Rachel Fogle (professora associada) e Glenn Williams (instrutor) de Harrisburg forneceram orientação sobre o protótipo, que usa cuspida de ostras (ostras bebês) e depois ajuda as ostras a crescerem até a idade adulta. O protótipo foi demonstrado publicamente 8 de abril.
“O projeto foi essencialmente encerrado desde que apresentamos os resultados no campus”, disse Scoccimerra. “Desde o fechamento, o habitat das ostras foi instalado no escritório da Monolith em DC, onde as ostras continuam a ser alimentadas e monitoradas.”
Os especialistas no assunto da NASA também deram informações sobre o design do sistema, que continuará a ser refinado para os requisitos de interface de carga útil da agência que regem os requisitos de lançamento da ISS, bem como para os mais recentes estações espaciais comerciais quando estiverem prontos. (Isto não garante o lançamento futuro de uma estação espacial, mas dá ao projeto ostra mais potencial para isso no futuro.)
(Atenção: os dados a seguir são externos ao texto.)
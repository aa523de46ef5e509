use std::time::Duration;

use serde::{Deserialize, Serialize};

/// Handle of one armed delayed task.
#[derive(Debug, Clone, Copy, PartialEq, Eq, Hash, PartialOrd, Ord, Serialize, Deserialize)]
pub struct TaskId(u64);

impl TaskId {
    #[must_use]
    pub const fn new(raw: u64) -> Self {
        Self(raw)
    }

    #[must_use]
    pub const fn raw(self) -> u64 {
        self.0
    }
}

/// Cancellable delayed callbacks provided by the host event loop.
///
/// When an armed task comes due, the host reports its `TaskId` back to the
/// owner (for example `InteractionController::on_timer_expired`). Cancelled
/// tasks must never be reported; owners still ignore unknown ids.
pub trait DelayedTaskScheduler {
    fn arm(&mut self, delay: Duration) -> TaskId;
    fn cancel(&mut self, task: TaskId);
}

/// Deterministic scheduler driven by explicit clock advances.
///
/// Used by tests and by hosts that already run a frame clock.
#[derive(Debug, Default, Clone)]
pub struct ManualTaskScheduler {
    now: Duration,
    next_id: u64,
    pending: Vec<(TaskId, Duration)>,
    armed_total: usize,
    cancelled_total: usize,
}

impl ManualTaskScheduler {
    #[must_use]
    pub fn new() -> Self {
        Self::default()
    }

    #[must_use]
    pub fn now(&self) -> Duration {
        self.now
    }

    #[must_use]
    pub fn pending_count(&self) -> usize {
        self.pending.len()
    }

    #[must_use]
    pub fn is_pending(&self, task: TaskId) -> bool {
        self.pending.iter().any(|(id, _)| *id == task)
    }

    #[must_use]
    pub fn armed_total(&self) -> usize {
        self.armed_total
    }

    #[must_use]
    pub fn cancelled_total(&self) -> usize {
        self.cancelled_total
    }

    /// Moves the clock forward and returns the tasks that came due, earliest
    /// deadline first.
    pub fn advance(&mut self, elapsed: Duration) -> Vec<TaskId> {
        self.now += elapsed;
        let now = self.now;
        let mut due: Vec<(TaskId, Duration)> = Vec::new();
        self.pending.retain(|&(id, deadline)| {
            if deadline <= now {
                due.push((id, deadline));
                false
            } else {
                true
            }
        });
        due.sort_by_key(|&(id, deadline)| (deadline, id));
        due.into_iter().map(|(id, _)| id).collect()
    }
}

impl DelayedTaskScheduler for ManualTaskScheduler {
    fn arm(&mut self, delay: Duration) -> TaskId {
        let id = TaskId::new(self.next_id);
        self.next_id += 1;
        self.pending.push((id, self.now + delay));
        self.armed_total += 1;
        id
    }

    fn cancel(&mut self, task: TaskId) {
        let before = self.pending.len();
        self.pending.retain(|(id, _)| *id != task);
        if self.pending.len() != before {
            self.cancelled_total += 1;
        }
    }
}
“Nosso caminho é lançar um experimento menor primeiro na ISS ou plataforma similar e depois construir a partir daí”, disse Scoccimerra. “É menos uma viabilidade técnica e mais uma necessidade de estudá-los. Historicamente, a biologia aquática não foi estudada significativamente no espaço em comparação com a biologia microbiana, humana e vegetal.”
A pesquisa está ocorrendo enquanto a NASA se esforça para devolver os astronautas à superfície do lua como parte da agência Programa Ártemispara uma presença mais permanente por volta do final da década. Em Janeiro, a agência também identificou “alimentação e nutrição para Marte e para a Lua sustentada” como um dos itens prioritários na sua classificação do défice de espaço civilque visa áreas de desenvolvimento tecnológico.
Embora as ostras no espaço pareçam ser uma nova oportunidade de investigação, Harrisburg afirma que os humanos comem estas criaturas há 100.000 anos, com base em descobertas arqueológicas. Um exemplo desta época, utilizando marisco, foi encontrado na África do Sulde acordo com a Revista Arqueologia.